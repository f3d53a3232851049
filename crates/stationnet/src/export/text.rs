//! Plain-text listing of the network, one block per station.

use crate::StationNetwork;
use std::fmt::Write;

/// Render every station followed by its connections.
///
/// ```text
/// Polling Station Network:
/// PollingStation{id='PS001', ...}
///   Connected to:
///     PS002 (2.5 km)
/// ```
pub fn render_text(network: &StationNetwork) -> String {
    let mut output = String::from("Polling Station Network:\n");

    for id in network.station_ids() {
        let Some(station) = network.get_station(&id) else {
            continue;
        };
        let _ = writeln!(output, "{station}");

        match network.neighbors(&id) {
            Some(neighbors) if !neighbors.is_empty() => {
                output.push_str("  Connected to:\n");
                for (neighbor, distance) in neighbors {
                    let _ = writeln!(output, "    {neighbor} ({distance:.1} km)");
                }
            }
            _ => output.push_str("  No connections\n"),
        }
        output.push('\n');
    }

    output
}

#[cfg(test)]
mod tests {
    use super::*;

    #[test]
    fn test_render_isolated_station() {
        let mut network = StationNetwork::new();
        network.add_station("PS001", "Hall", "1 Main St", 10).unwrap();
        let text = render_text(&network);
        assert!(text.starts_with("Polling Station Network:\n"));
        assert!(text.contains("id='PS001'"));
        assert!(text.contains("  No connections\n"));
    }

    #[test]
    fn test_render_connections_both_sides() {
        let mut network = StationNetwork::new();
        network.add_station("PS001", "Hall", "", 10).unwrap();
        network.add_station("PS002", "School", "", 10).unwrap();
        network.add_connection("PS001", "PS002", 2.5).unwrap();
        let text = render_text(&network);
        assert!(text.contains("    PS002 (2.5 km)\n"));
        assert!(text.contains("    PS001 (2.5 km)\n"));
        assert!(!text.contains("No connections"));
    }
}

####

## Problem requirements
Tally up the lines in the preceding listing that contain the string "distance". Respond with the number and nothing else.

## Your response
2